I'd rather have my country back.
***
Happy Holidays and Merry Christmas to you all from Shrubville.
Now go get nogged!
December 23, 2007
The Scott Stantis Guide To Botching A Simple Holiday Strip, Vol. 42
Wow. Is there anything Scott Stantis CAN'T screw up?
It's a simple premise. Winslow, dressed up and singing like a drunken, pantless department store Santa, realizes when he's halfway through "Winter Wonderland" that he's still in the desert and it's really hot there. Now it's IMPOSSIBLE to mess up that simple gag, right?
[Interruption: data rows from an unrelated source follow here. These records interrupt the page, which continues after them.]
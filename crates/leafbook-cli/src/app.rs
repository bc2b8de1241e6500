//! Command dispatcher: one method per subcommand.
//!
//! Output goes to the writer passed in by the caller so commands can be
//! exercised against an in-memory buffer.

use std::{
  fs,
  io::Write,
  path::{Path, PathBuf},
};

use anyhow::{Context as _, Result, bail};
use chrono::{NaiveDate, NaiveTime, Utc};
use leafbook_core::{
  leaf::LeafStats,
  plant::{NewPlant, Plant, PlantPatch},
  report::CollectionStats,
  store::{PlantQuery, PlantStore},
};
use leafbook_media::{CommandViewer, ImageIngestor, ImageViewer};
use tracing::info;

use crate::{
  cli::{AddPlantArgs, Command, EditPlantArgs, OutputFormat},
  render,
  settings::Settings,
};

/// Everything a command needs, built once at startup.
pub struct App<S: PlantStore> {
  store:      S,
  ingestor:   ImageIngestor,
  viewer:     Box<dyn ImageViewer>,
  report_dir: PathBuf,
}

impl<S: PlantStore> App<S> {
  pub fn new(store: S, settings: &Settings) -> Self {
    Self {
      store,
      ingestor: ImageIngestor::new(&settings.image_dir),
      viewer: Box::new(CommandViewer::new(&settings.viewer_command)),
      report_dir: settings.report_dir.clone(),
    }
  }

  /// Swap the image viewer.
  pub fn with_viewer(mut self, viewer: Box<dyn ImageViewer>) -> Self {
    self.viewer = viewer;
    self
  }

  pub fn run(&self, command: Command, out: &mut impl Write) -> Result<()> {
    match command {
      Command::List { format, limit } => {
        self.list(PlantQuery::all().with_limit(limit), format, out)
      }
      Command::AddPlant(args) => self.add_plant(args, out),
      Command::SearchPlant { query, format, limit } => {
        self.list(PlantQuery::matching(query).with_limit(limit), format, out)
      }
      Command::EditPlant(args) => self.edit_plant(args, out),
      Command::Report => self.report(out),
      Command::AddLeaf { id, date } => self.add_leaf(id, date, out),
      Command::LeafStats { id: Some(id), .. } => self.leaf_stats(id, out),
      Command::LeafStats { id: None, output } => self.export_leaf_stats(output, out),
      Command::ShowImage { id } => self.show_image(id, out),
    }
  }

  fn require_plant(&self, id: i64) -> Result<Plant> {
    match self.store.get_plant(id)? {
      Some(plant) => Ok(plant),
      None => Err(leafbook_core::Error::PlantNotFound(id).into()),
    }
  }

  // ── Plants ────────────────────────────────────────────────────────────────

  fn list(&self, query: PlantQuery, format: OutputFormat, out: &mut impl Write) -> Result<()> {
    let plants = self.store.query_plants(&query)?;
    print_plants(&plants, format, out)
  }

  fn add_plant(&self, args: AddPlantArgs, out: &mut impl Write) -> Result<()> {
    let mut input = NewPlant::new(&args.name, &args.family, args.age_months, None)?;
    input.image = args
      .image
      .as_deref()
      .and_then(|path| self.ingestor.ingest(path, &input.name));

    let plant = self.store.insert_plant(input)?;
    info!(id = plant.id, name = %plant.name, "added plant");
    writeln!(out, "Plant added with ID: {}", plant.id)?;
    Ok(())
  }

  fn edit_plant(&self, args: EditPlantArgs, out: &mut impl Write) -> Result<()> {
    let current = self.require_plant(args.id)?;

    // Reject bad text before the photo is written to the image directory.
    let mut patch = PlantPatch {
      name: args.name,
      family: args.family,
      age_months: args.age_months,
      image: None,
    };
    patch.validate()?;

    if let Some(path) = args.image.as_deref() {
      let label = patch.name.as_deref().unwrap_or(&current.name);
      patch.image = self.ingestor.ingest(path, label);
    }
    if patch.is_empty() {
      writeln!(out, "No changes to apply to plant {}", args.id)?;
      return Ok(());
    }

    if !self.store.update_plant(args.id, &patch)? {
      bail!("failed to update plant {}", args.id);
    }
    info!(id = args.id, "updated plant");

    let updated = self.require_plant(args.id)?;
    writeln!(out, "Plant with ID {} updated", args.id)?;
    writeln!(out, "{}", render::plant_table(std::slice::from_ref(&updated)))?;
    Ok(())
  }

  fn report(&self, out: &mut impl Write) -> Result<()> {
    let plants = self.store.list_plants()?;
    let stats = CollectionStats::compute(&plants);
    let now = Utc::now();

    let path = self
      .report_dir
      .join(format!("plant_report_{}.txt", now.format("%Y%m%d_%H%M%S")));
    let mut buf = Vec::new();
    render::write_collection_report(&mut buf, &stats, now)?;
    write_file(&path, &buf)?;
    info!(path = %path.display(), plants = stats.total_plants, "wrote report");

    writeln!(out, "Report generated: {}", path.display())?;
    writeln!(
      out,
      "{} plants in {} families",
      stats.total_plants, stats.family_count
    )?;
    Ok(())
  }

  // ── Leaves ────────────────────────────────────────────────────────────────

  fn add_leaf(&self, id: i64, date: Option<NaiveDate>, out: &mut impl Write) -> Result<()> {
    let appeared_at = date.map(|d| d.and_time(NaiveTime::MIN).and_utc());
    let event = self.store.record_leaf_event(id, appeared_at)?;

    writeln!(
      out,
      "Leaf recorded for plant {} on {}",
      event.plant_id,
      event.appeared_at.format("%Y-%m-%d")
    )?;
    Ok(())
  }

  fn leaf_stats(&self, id: i64, out: &mut impl Write) -> Result<()> {
    let plant = self.require_plant(id)?;
    let events = self.store.list_leaf_events(id)?;
    let stats = LeafStats::compute(&events, Utc::now());

    render::write_leaf_stats(out, &plant, &stats)
  }

  fn export_leaf_stats(&self, output: Option<PathBuf>, out: &mut impl Write) -> Result<()> {
    let now = Utc::now();
    let path = output.unwrap_or_else(|| {
      self
        .report_dir
        .join(format!("leaf_statistics_{}.csv", now.format("%Y%m%d")))
    });

    let mut rows = Vec::new();
    for plant in self.store.list_plants()? {
      let events = self.store.list_leaf_events(plant.id)?;
      let stats = LeafStats::compute(&events, now);
      rows.push((plant, stats));
    }

    let mut buf = Vec::new();
    render::write_leaf_stats_csv(&mut buf, &rows)?;
    write_file(&path, &buf)?;
    info!(path = %path.display(), plants = rows.len(), "exported leaf statistics");

    writeln!(out, "Leaf statistics exported to: {}", path.display())?;
    Ok(())
  }

  // ── Images ────────────────────────────────────────────────────────────────

  fn show_image(&self, id: i64, out: &mut impl Write) -> Result<()> {
    let plant = self.require_plant(id)?;
    let Some(image) = &plant.image else {
      writeln!(out, "Plant {} has no image", plant.id)?;
      return Ok(());
    };

    let bytes = fs::read(&image.path)
      .with_context(|| format!("failed to read image {}", image.path))?;
    self.viewer.display(&bytes, &plant.name)?;
    Ok(())
  }
}

fn print_plants(plants: &[Plant], format: OutputFormat, out: &mut impl Write) -> Result<()> {
  match format {
    OutputFormat::Table if plants.is_empty() => writeln!(out, "No plants found")?,
    OutputFormat::Table => writeln!(out, "{}", render::plant_table(plants))?,
    OutputFormat::Csv => render::write_plants_csv(out, plants)?,
    OutputFormat::Json => render::write_plants_json(out, plants)?,
  }
  Ok(())
}

fn write_file(path: &Path, contents: &[u8]) -> Result<()> {
  if let Some(parent) = path.parent().filter(|p| !p.as_os_str().is_empty()) {
    fs::create_dir_all(parent)
      .with_context(|| format!("failed to create directory {}", parent.display()))?;
  }
  fs::write(path, contents).with_context(|| format!("failed to write {}", path.display()))
}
No, Virginia - not for Scott Stantis.
The first panel is fine. I'm confused as to why Winslow would put on the big black boots but not pants, but otherwise the drawing and even the singing are fine.
Then there's the atrocious second panel. Stantis tries to do his weird "head turning in confusion" trick again, and it's horrific. The three faces of Winston appear, only one of which seems to have a mouth (the one facing right). Stantis screws up this old comic strip technique by having Winslow's hat move with his head as well, instead of staying put while he whips his head back and forth. I've never drawn a comic strip in my life and even I know that.
But that's not the worst of it. No, I would have to say that Stantis' odd choice of how to separate the word "Wonderland" between the first and second panels takes the snowcake. I think 99% of the people out there would think it's logical to have Wilson say "Wonder...land?" But not Stantis. Instead, he gives us "...and." When I first read it I was confused. "...and" what? Did Stantis forget the rest of the line, and Winslow was supposed to say, "Walking through a Winter Wonderl...and where's the snow?" Nope. Stantis just thought it would be funnier to separate the word in the most confusing way possible. Heck, even "...erland" would have been funnier. But not for the worst comic strip writer ever.
The less said about the last panel, the better. I don't even think that's Winslow. If he wasn't red and yellow, I'd think that was a completely different character than the one appearing in the first panel. The dimensions are all off (look how huge the hat is and how round his body is now - even his arms are puffier). And is Stantis so lazy that he won't even take the time to repeat the background from the second panel? Winslow realizes he's in the desert again - why would that disappear? Why not show a low angle of a melting Winslow with the huge sun (NOT the moon) hanging in the sky behind him? Or am I being too much of an Ebeneezer in how critical I am of a light-hearted holiday strip?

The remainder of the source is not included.